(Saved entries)
──────────────────────────────
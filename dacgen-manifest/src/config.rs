//! Generator configuration types and parsing.

use std::{
    path::{Path, PathBuf},
    str::FromStr,
};

use serde::Deserialize;

use crate::{
    Error, Result,
    error::SourceContext,
    overrides::{
        AsyncMapping, AsyncPolicy, ColumnOverride, EntityOverride, EnumMapping, Overrides,
        PluralMapping,
    },
    validate::{ACCESS_MODIFIERS, find_value_span, validate_identifier, validate_namespace},
};

/// Default configuration file name.
pub const CONFIG_FILE_NAME: &str = "dacgen.toml";

/// Configuration written by `dacgen init`.
pub const DEFAULT_CONFIG: &str = r#"# dacgen configuration

enabled = true
# error_if_dacpac_not_found = true
# enabled_in_configurations = ["Debug"]

# Either point at the database project (the package is looked up in
# bin/<configuration>/) or at the package itself.
source_project = "../Database/Database.sqlproj"
# dacpac = "../Database/bin/Debug/Database.dacpac"

model_namespace = "MyApp.Models"
dal_namespace = "MyApp.Data"
model_out_path = "Models"
dal_out_path = "Data"
data_access_class_name = "DataAccess"
file_name_extension_prefix = "Generated"
class_access = "public"

include_primary_key = true
include_unique_index = true
include_non_unique_index = true
include_foreign_key = true

get_async = false
save_async = false
delete_async = false

usings = []
objects_to_ignore = []

# [[column_overrides]]
# name = "[dbo].[Table1].[Name]"
# type = "nvarchar"
# nullable = false
# annotations = ["DataMember"]

# [[entity_overrides]]
# table_name = "[dbo].[Table1]"
# name = "Customer"
# annotations = ["DataContract"]
# access = "internal"
# include_foreign_key = true

# [[plural_mappings]]
# entity_name = "Category"
# plural_form = "Categories"

# [[enum_mappings]]
# column_full_name = "[dbo].[Order].[Status]"
# enum_type_name = "OrderStatus"

# [[async_mappings]]
# index_name = "[dbo].[PK_Order]"
# get_async = true
# save_async = true
# delete_async = false
"#;

fn default_true() -> bool {
    true
}

fn default_access() -> String {
    "public".to_string()
}

fn default_class_name() -> String {
    "DataAccess".to_string()
}

fn default_model_out_path() -> PathBuf {
    PathBuf::from("Models")
}

fn default_dal_out_path() -> PathBuf {
    PathBuf::from("Data")
}

/// The configuration document as written on disk.
#[derive(Debug, Clone, Deserialize)]
#[serde(deny_unknown_fields)]
struct RawConfig {
    #[serde(default = "default_true")]
    enabled: bool,
    #[serde(default = "default_true")]
    include_primary_key: bool,
    #[serde(default = "default_true")]
    include_unique_index: bool,
    #[serde(default = "default_true")]
    include_non_unique_index: bool,
    #[serde(default = "default_true")]
    include_foreign_key: bool,
    #[serde(default)]
    get_async: bool,
    #[serde(default)]
    save_async: bool,
    #[serde(default)]
    delete_async: bool,
    #[serde(default = "default_true")]
    error_if_dacpac_not_found: bool,
    #[serde(default = "default_access")]
    class_access: String,
    #[serde(default)]
    source_project: Option<PathBuf>,
    #[serde(default)]
    dacpac: Option<PathBuf>,
    #[serde(default)]
    model_namespace: String,
    #[serde(default)]
    dal_namespace: String,
    #[serde(default = "default_model_out_path")]
    model_out_path: PathBuf,
    #[serde(default = "default_dal_out_path")]
    dal_out_path: PathBuf,
    #[serde(default = "default_class_name")]
    data_access_class_name: String,
    #[serde(default)]
    file_name_extension_prefix: Option<String>,
    #[serde(default)]
    usings: Vec<String>,
    #[serde(default)]
    enabled_in_configurations: Vec<String>,
    #[serde(default)]
    objects_to_ignore: Vec<String>,
    #[serde(default)]
    column_overrides: Vec<ColumnOverride>,
    #[serde(default)]
    entity_overrides: Vec<EntityOverride>,
    #[serde(default)]
    plural_mappings: Vec<PluralMapping>,
    #[serde(default)]
    enum_mappings: Vec<EnumMapping>,
    #[serde(default)]
    async_mappings: Vec<AsyncMapping>,
}

/// Which constraint kinds produce accessor methods.
#[derive(Debug, Clone, Copy, PartialEq, Eq)]
pub struct Features {
    pub primary_key: bool,
    pub unique_index: bool,
    pub non_unique_index: bool,
    pub foreign_key: bool,
}

impl Default for Features {
    fn default() -> Self {
        Self {
            primary_key: true,
            unique_index: true,
            non_unique_index: true,
            foreign_key: true,
        }
    }
}

/// The resolved generator configuration, immutable for a run.
#[derive(Debug, Clone)]
pub struct ExtractorConfig {
    pub enabled: bool,
    pub features: Features,
    /// Async policy applied when no per-key mapping exists
    pub async_defaults: AsyncPolicy,
    pub error_if_dacpac_not_found: bool,
    /// Access modifier of the generated data-access class
    pub class_access: String,
    pub source_project: Option<PathBuf>,
    pub dacpac: Option<PathBuf>,
    pub model_namespace: String,
    pub dal_namespace: String,
    pub model_out_path: PathBuf,
    pub dal_out_path: PathBuf,
    pub data_access_class_name: String,
    pub file_name_extension_prefix: Option<String>,
    pub usings: Vec<String>,
    pub enabled_in_configurations: Vec<String>,
    pub overrides: Overrides,
}

impl Default for ExtractorConfig {
    fn default() -> Self {
        Self {
            enabled: true,
            features: Features::default(),
            async_defaults: AsyncPolicy::default(),
            error_if_dacpac_not_found: true,
            class_access: default_access(),
            source_project: None,
            dacpac: None,
            model_namespace: String::new(),
            dal_namespace: String::new(),
            model_out_path: default_model_out_path(),
            dal_out_path: default_dal_out_path(),
            data_access_class_name: default_class_name(),
            file_name_extension_prefix: None,
            usings: Vec::new(),
            enabled_in_configurations: Vec::new(),
            overrides: Overrides::default(),
        }
    }
}

impl FromStr for ExtractorConfig {
    type Err = Box<Error>;

    fn from_str(s: &str) -> Result<Self> {
        parse_config(s, CONFIG_FILE_NAME)
    }
}

impl ExtractorConfig {
    /// Parse a configuration file; relative paths are resolved against its directory.
    pub fn from_file(path: impl AsRef<Path>) -> Result<Self> {
        let path = path.as_ref();
        let content = std::fs::read_to_string(path).map_err(|e| {
            Box::new(Error::Io {
                path: path.to_path_buf(),
                source: e,
            })
        })?;
        let mut config = parse_config(&content, &path.display().to_string())?;
        if let Some(base) = path.parent() {
            config.resolve_paths(base);
        }
        Ok(config)
    }

    /// Make every relative path absolute against `base`.
    pub fn resolve_paths(&mut self, base: &Path) {
        let join = |p: &mut PathBuf| {
            if p.is_relative() {
                *p = base.join(&*p);
            }
        };
        join(&mut self.model_out_path);
        join(&mut self.dal_out_path);
        if let Some(p) = self.source_project.as_mut() {
            join(p);
        }
        if let Some(p) = self.dacpac.as_mut() {
            join(p);
        }
    }

    /// Whether generation runs for the given build configuration.
    ///
    /// An empty `enabled_in_configurations` list enables every configuration.
    pub fn is_enabled_for(&self, configuration: &str) -> bool {
        self.enabled
            && (self.enabled_in_configurations.is_empty()
                || self
                    .enabled_in_configurations
                    .iter()
                    .any(|c| c.eq_ignore_ascii_case(configuration)))
    }

    /// Locate the schema package: the explicit `dacpac` path, else
    /// `<project dir>/bin/<configuration>/<project stem>.dacpac`.
    pub fn dacpac_path(&self, configuration: &str) -> Option<PathBuf> {
        if let Some(dacpac) = &self.dacpac {
            return Some(dacpac.clone());
        }
        let project = self.source_project.as_ref()?;
        let stem = project.file_stem()?;
        let dir = project.parent().unwrap_or_else(|| Path::new(""));
        Some(
            dir.join("bin")
                .join(configuration)
                .join(format!("{}.dacpac", stem.to_string_lossy())),
        )
    }

    /// File name for a generated type, honoring the extension prefix segment
    /// (e.g. "Table1.Generated.cs").
    pub fn file_name(&self, type_name: &str) -> String {
        match self
            .file_name_extension_prefix
            .as_deref()
            .map(str::trim)
            .filter(|p| !p.is_empty())
        {
            Some(prefix) => format!("{}.{}.cs", type_name, prefix),
            None => format!("{}.cs", type_name),
        }
    }
}

/// Parse configuration content with the given filename for error reporting.
pub fn parse_config(content: &str, filename: &str) -> Result<ExtractorConfig> {
    let source_ctx = SourceContext::new(content, filename);
    let raw: RawConfig = toml::from_str(content).map_err(|e| source_ctx.parse_error(e))?;
    let config = lower_config(raw, &source_ctx)?;
    tracing::debug!(
        filename,
        ignored = config.overrides.ignored.len(),
        column_overrides = config.overrides.columns.len(),
        entity_overrides = config.overrides.entities.len(),
        "loaded configuration"
    );
    Ok(config)
}

/// Validate the raw document and build the keyed override tables.
fn lower_config(raw: RawConfig, ctx: &SourceContext) -> Result<ExtractorConfig> {
    let src = ctx.src();

    if let Some(reason) = validate_identifier(&raw.data_access_class_name) {
        return Err(ctx.invalid_identifier_error(
            &raw.data_access_class_name,
            "data access class name",
            reason,
            find_value_span(src, &raw.data_access_class_name, 0),
        ));
    }

    for namespace in [&raw.model_namespace, &raw.dal_namespace] {
        if !namespace.is_empty()
            && let Some(reason) = validate_namespace(namespace)
        {
            return Err(ctx.invalid_identifier_error(
                namespace,
                "namespace",
                reason,
                find_value_span(src, namespace, 0),
            ));
        }
    }

    validate_access(&raw.class_access, ctx)?;

    let mut overrides = Overrides {
        ignored: raw.objects_to_ignore.iter().cloned().collect(),
        ..Overrides::default()
    };

    for column in raw.column_overrides {
        let key = column.name.trim().to_string();
        if overrides.columns.contains_key(&key) {
            return Err(duplicate(ctx, "column_overrides", &key));
        }
        overrides.columns.insert(key, column);
    }

    for entity in raw.entity_overrides {
        if let Some(name) = &entity.name
            && let Some(reason) = validate_identifier(name)
        {
            return Err(ctx.invalid_identifier_error(
                name,
                "entity name",
                reason,
                find_value_span(src, name, 0),
            ));
        }
        if let Some(access) = &entity.access {
            validate_access(access, ctx)?;
        }
        let key = entity.table_name.trim().to_string();
        if overrides.entities.contains_key(&key) {
            return Err(duplicate(ctx, "entity_overrides", &key));
        }
        overrides.entities.insert(key, entity);
    }

    for plural in raw.plural_mappings {
        if overrides.plurals.contains_key(&plural.entity_name) {
            return Err(duplicate(ctx, "plural_mappings", &plural.entity_name));
        }
        overrides
            .plurals
            .insert(plural.entity_name, plural.plural_form);
    }

    for mapping in raw.enum_mappings {
        let key = mapping.column_full_name.trim().to_string();
        if overrides.enums.contains_key(&key) {
            return Err(duplicate(ctx, "enum_mappings", &key));
        }
        overrides.enums.insert(key, mapping.enum_type_name);
    }

    for mapping in raw.async_mappings {
        if overrides.asyncs.contains_key(&mapping.index_name) {
            return Err(duplicate(ctx, "async_mappings", &mapping.index_name));
        }
        let policy = AsyncPolicy::from(&mapping);
        overrides.asyncs.insert(mapping.index_name, policy);
    }

    Ok(ExtractorConfig {
        enabled: raw.enabled,
        features: Features {
            primary_key: raw.include_primary_key,
            unique_index: raw.include_unique_index,
            non_unique_index: raw.include_non_unique_index,
            foreign_key: raw.include_foreign_key,
        },
        async_defaults: AsyncPolicy {
            get: raw.get_async,
            save: raw.save_async,
            delete: raw.delete_async,
        },
        error_if_dacpac_not_found: raw.error_if_dacpac_not_found,
        class_access: raw.class_access,
        source_project: raw.source_project,
        dacpac: raw.dacpac,
        model_namespace: raw.model_namespace,
        dal_namespace: raw.dal_namespace,
        model_out_path: raw.model_out_path,
        dal_out_path: raw.dal_out_path,
        data_access_class_name: raw.data_access_class_name,
        file_name_extension_prefix: raw.file_name_extension_prefix,
        usings: raw.usings,
        enabled_in_configurations: raw.enabled_in_configurations,
        overrides,
    })
}

fn validate_access(access: &str, ctx: &SourceContext) -> Result<()> {
    if ACCESS_MODIFIERS.contains(&access) {
        return Ok(());
    }
    Err(ctx.validation_error(
        format!(
            "invalid access modifier '{}', expected one of: {}",
            access,
            ACCESS_MODIFIERS.join(", ")
        ),
        find_value_span(ctx.src(), access, 0),
    ))
}

fn duplicate(ctx: &SourceContext, table: &str, key: &str) -> Box<Error> {
    ctx.duplicate_key_error(table, key, find_value_span(ctx.src(), key, 1))
}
──────────────────────────────
### EXERCISE OBJECTIVE
From the records above, pull every line that has the string "filename" and copy it.

### TASK RESULT
filename dacgen-manifest/src/config.rs
/// Parse configuration content with the given filename for error reporting.
pub fn parse_config(content: &str, filename: &str) -> Result<ExtractorConfig> {
    let source_ctx = SourceContext::new(content, filename);
        filename,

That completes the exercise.